Mein Eindruck ist, das die Mehrzahl der amerikanischen Raketenflieger Bausätze baut, wie sie aus dem Karton kommen, und zwar unverändert genauso, wie es die Anleitung sagt.
Schockband im Estes-Style an die Innenwand geklebt oder nach PML Manier an das Motorrohr geharzt. Motorausstoß only, bis in hohe Impulsklassen. Elektronik? Lediglich um die Höhe zu loggen. Gipfelpunkt, egal wie hoch = Schirm raus und fertich, is ja Platz.

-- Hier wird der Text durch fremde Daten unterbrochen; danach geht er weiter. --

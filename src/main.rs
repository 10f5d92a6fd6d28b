use std::{process, sync::Arc};

use catalog_index::{
    application::{
        error::AppError,
        indexer::CatalogIndexer,
        query::CatalogQuery,
        repos::{CatalogReadRepo, CatalogWriteRepo},
        router::{CatalogEvent, InvalidationRouter},
    },
    cache::{CacheConfig, CacheContext, ContextCache, Namespace},
    config::{self, CacheBackendKind},
    domain::ids::{GroupId, ProductId, ShopId, ShopProductId},
    infra::{
        db::{PostgresCacheBackend, PostgresRepositories},
        error::InfraError,
        telemetry,
    },
};
use tracing::{Dispatch, Level, dispatcher, error, info};
use tracing_subscriber::fmt as tracing_fmt;

#[tokio::main]
async fn main() {
    if let Err(error) = run().await {
        report_application_error(&error);
        process::exit(error.exit_code());
    }
}

fn report_application_error(error: &AppError) {
    if dispatcher::has_been_set() {
        error!(error = %error, "application error");
        return;
    }

    let subscriber = tracing_fmt().with_max_level(Level::ERROR).finish();
    let dispatch = Dispatch::new(subscriber);
    dispatcher::with_default(&dispatch, || {
        error!(error = %error, "application error");
    });
}

async fn run() -> Result<(), AppError> {
    let (cli_args, settings) = config::load_with_cli()
        .map_err(|err| AppError::validation(format!("failed to load configuration: {err}")))?;

    telemetry::init(&settings.logging).map_err(AppError::from)?;

    match cli_args.command {
        config::Command::Reindex(args) => run_reindex(settings, args).await,
        config::Command::Index(args) => run_index(settings, args).await,
        config::Command::Price(args) => run_price(settings, args).await,
        config::Command::Migrate(_) => run_migrate(settings).await,
    }
}

struct ApplicationContext {
    indexer: CatalogIndexer,
    cache: ContextCache,
    query: CatalogQuery,
    router: InvalidationRouter,
}

async fn run_reindex(settings: config::Settings, args: config::ReindexArgs) -> Result<(), AppError> {
    let repositories = init_repositories(&settings).await?;
    let app = build_application_context(repositories, &settings);
    let shop = ShopId::new(args.shop);

    info!(
        target = "catalog_index::reindex",
        shop = %shop,
        concurrency = settings.indexer.reindex_concurrency.get(),
        "Starting reindex"
    );

    let report = app.indexer.reindex_all(shop).await?;
    // Every stored price of the shop may have moved.
    app.cache.bump_namespace(Namespace::SHOP_PRODUCT).await;
    app.cache.bump_namespace(Namespace::CATALOG_LISTING).await;

    info!(
        target = "catalog_index::reindex",
        shop_products = report.shop_products,
        "Reindex finished"
    );
    Ok(())
}

async fn run_index(settings: config::Settings, args: config::IndexArgs) -> Result<(), AppError> {
    let repositories = init_repositories(&settings).await?;
    let app = build_application_context(repositories, &settings);
    let product = ProductId::new(args.product);

    let report = app
        .router
        .dispatch(&CatalogEvent::product_changed([product]))
        .await?;

    info!(
        target = "catalog_index::index",
        product = %product,
        shop_products = report.indexed.shop_products,
        bumped_products = report.cascade.products.len(),
        bumped_shop_products = report.cascade.shop_products.len(),
        partial_cascade = report.cascade.partial,
        "Product indexed"
    );
    Ok(())
}

async fn run_price(settings: config::Settings, args: config::PriceArgs) -> Result<(), AppError> {
    let repositories = init_repositories(&settings).await?;
    let shop_product_id = ShopProductId::new(args.shop_product);
    let shop_product = repositories
        .find_shop_product(shop_product_id)
        .await?
        .ok_or_else(|| {
            AppError::validation(format!("shop product {shop_product_id} does not exist"))
        })?;

    let app = build_application_context(repositories, &settings);
    let context = CacheContext::for_groups(
        shop_product.shop_id,
        args.groups.into_iter().map(GroupId::new),
    );
    let price = app.query.catalog_price_for(shop_product_id, &context).await?;

    let rendered = serde_json::to_string_pretty(&price)
        .map_err(|err| AppError::unexpected(format!("failed to encode price: {err}")))?;
    println!("{rendered}");
    Ok(())
}

async fn run_migrate(settings: config::Settings) -> Result<(), AppError> {
    init_repositories(&settings).await?;
    info!(target = "catalog_index::migrate", "Migrations applied");
    Ok(())
}

async fn init_repositories(
    settings: &config::Settings,
) -> Result<Arc<PostgresRepositories>, AppError> {
    let database_url = settings
        .database
        .url
        .as_ref()
        .ok_or_else(|| InfraError::configuration("database url is not configured"))
        .map_err(AppError::from)?;

    let pool = PostgresRepositories::connect(database_url, settings.database.max_connections.get())
        .await
        .map_err(|err| AppError::from(InfraError::database(err.to_string())))?;

    PostgresRepositories::run_migrations(&pool)
        .await
        .map_err(|err| AppError::from(InfraError::migration(err.to_string())))?;

    Ok(Arc::new(PostgresRepositories::new(pool)))
}

fn build_application_context(
    repositories: Arc<PostgresRepositories>,
    settings: &config::Settings,
) -> ApplicationContext {
    let reader: Arc<dyn CatalogReadRepo> = repositories.clone();
    let writer: Arc<dyn CatalogWriteRepo> = repositories.clone();

    let cache_config = CacheConfig::from(&settings.cache);
    let cache = match settings.cache.backend {
        CacheBackendKind::Memory => ContextCache::in_memory(cache_config),
        CacheBackendKind::Postgres => ContextCache::new(
            cache_config,
            Arc::new(PostgresCacheBackend::new(repositories.as_ref().clone())),
        ),
    };

    let indexer = CatalogIndexer::new(
        reader.clone(),
        writer,
        settings.indexer.reindex_concurrency.get(),
    );
    let query = CatalogQuery::new(reader.clone()).with_cache(cache.clone());
    let router = InvalidationRouter::new(reader, indexer.clone(), cache.clone());

    ApplicationContext {
        indexer,
        cache,
        query,
        router,
    }
}
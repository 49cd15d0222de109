//! Persistence substrate - data directory layout and restrictive-permission
//! JSON writes.
//!
//! Everything Pulse persists lives under one data directory:
//!
//! | File | Contents |
//! |------|----------|
//! | `sessions.json` | session records keyed by token hash |
//! | `csrf.json` | per-session CSRF tokens |
//! | `config.json` | node instances, API tokens, runtime admin account |
//! | `.auth_recovery` | flag file: loopback auth bypass is active |
//! | `.bootstrap_token` | one-time first-run admin provisioning secret |
//!
//! Files are written 0600 via a temp-file rename; the directory itself is
//! created 0700.

pub mod nodes;

use std::fs;
use std::path::{Path, PathBuf};

use serde::Serialize;
use serde::de::DeserializeOwned;
use tracing::warn;

use crate::{Error, Result};

/// Resolved locations of everything Pulse persists.
#[derive(Debug, Clone)]
pub struct DataPaths {
    root: PathBuf,
}

impl DataPaths {
    /// Create the data directory (0700) and return the path set.
    pub fn new(root: PathBuf) -> Result<Self> {
        if !root.exists() {
            fs::create_dir_all(&root)
                .map_err(|e| Error::Config(format!("Cannot create data dir {}: {e}", root.display())))?;
        }

        #[cfg(unix)]
        {
            use std::os::unix::fs::PermissionsExt;
            let perms = fs::Permissions::from_mode(0o700);
            let _ = fs::set_permissions(&root, perms);
        }

        Ok(Self { root })
    }

    /// Root of the data directory.
    #[must_use]
    pub fn root(&self) -> &Path {
        &self.root
    }

    /// Persisted session records.
    #[must_use]
    pub fn sessions_file(&self) -> PathBuf {
        self.root.join("sessions.json")
    }

    /// Persisted CSRF records.
    #[must_use]
    pub fn csrf_file(&self) -> PathBuf {
        self.root.join("csrf.json")
    }

    /// Node instances, API tokens and the runtime admin account.
    #[must_use]
    pub fn config_file(&self) -> PathBuf {
        self.root.join("config.json")
    }

    /// Flag file: when present, direct loopback requests bypass auth.
    #[must_use]
    pub fn recovery_flag(&self) -> PathBuf {
        self.root.join(".auth_recovery")
    }

    /// One-time first-run provisioning secret.
    #[must_use]
    pub fn bootstrap_token_file(&self) -> PathBuf {
        self.root.join(".bootstrap_token")
    }
}

/// Write bytes to `path` with owner-only permissions, atomically.
///
/// The content lands in a sibling temp file first and is renamed into place,
/// so readers never observe a partial write.
pub fn write_secure(path: &Path, bytes: &[u8]) -> Result<()> {
    let tmp = path.with_extension("tmp");

    fs::write(&tmp, bytes)
        .map_err(|e| Error::Internal(format!("Failed to write {}: {e}", tmp.display())))?;

    #[cfg(unix)]
    {
        use std::os::unix::fs::PermissionsExt;
        let perms = fs::Permissions::from_mode(0o600);
        let _ = fs::set_permissions(&tmp, perms);
    }

    fs::rename(&tmp, path)
        .map_err(|e| Error::Internal(format!("Failed to move {} into place: {e}", path.display())))?;

    Ok(())
}

/// Serialize `value` as pretty JSON and write it 0600.
pub fn save_json<T: Serialize>(path: &Path, value: &T) -> Result<()> {
    let content = serde_json::to_vec_pretty(value)?;
    write_secure(path, &content)
}

/// Load JSON from `path`, tolerating absence and corruption.
///
/// A missing file returns `None` silently; a corrupt file returns `None`
/// with a warning so the process can start with empty state.
#[must_use]
pub fn load_json<T: DeserializeOwned>(path: &Path) -> Option<T> {
    if !path.exists() {
        return None;
    }

    match fs::read_to_string(path) {
        Ok(content) => match serde_json::from_str::<T>(&content) {
            Ok(value) => Some(value),
            Err(e) => {
                warn!(file = %path.display(), error = %e, "Corrupt state file, starting empty");
                None
            }
        },
        Err(e) => {
            warn!(file = %path.display(), error = %e, "Unreadable state file, starting empty");
            None
        }
    }
}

Und in diese Bausatzraketen wird dann reingesteckt, was das Motorrohr so hergibt. Wenn in der Beschreibung steht "can be flown from H-J" , wird da auch ein J reingesteckt, kost ja auch nix. Unsereiner würde sich das zehnmal überlegen und zwar dahingehend, ob die Struktur das auch verträgt, hier noch Gewindestangen, da noch 2K-Schaum und sowieso elektr. Dualdeployment mit Redundanz.
Das "stabil" hat nix mit leicht oder schwer zu tun, ich meine konstruktiv stabil.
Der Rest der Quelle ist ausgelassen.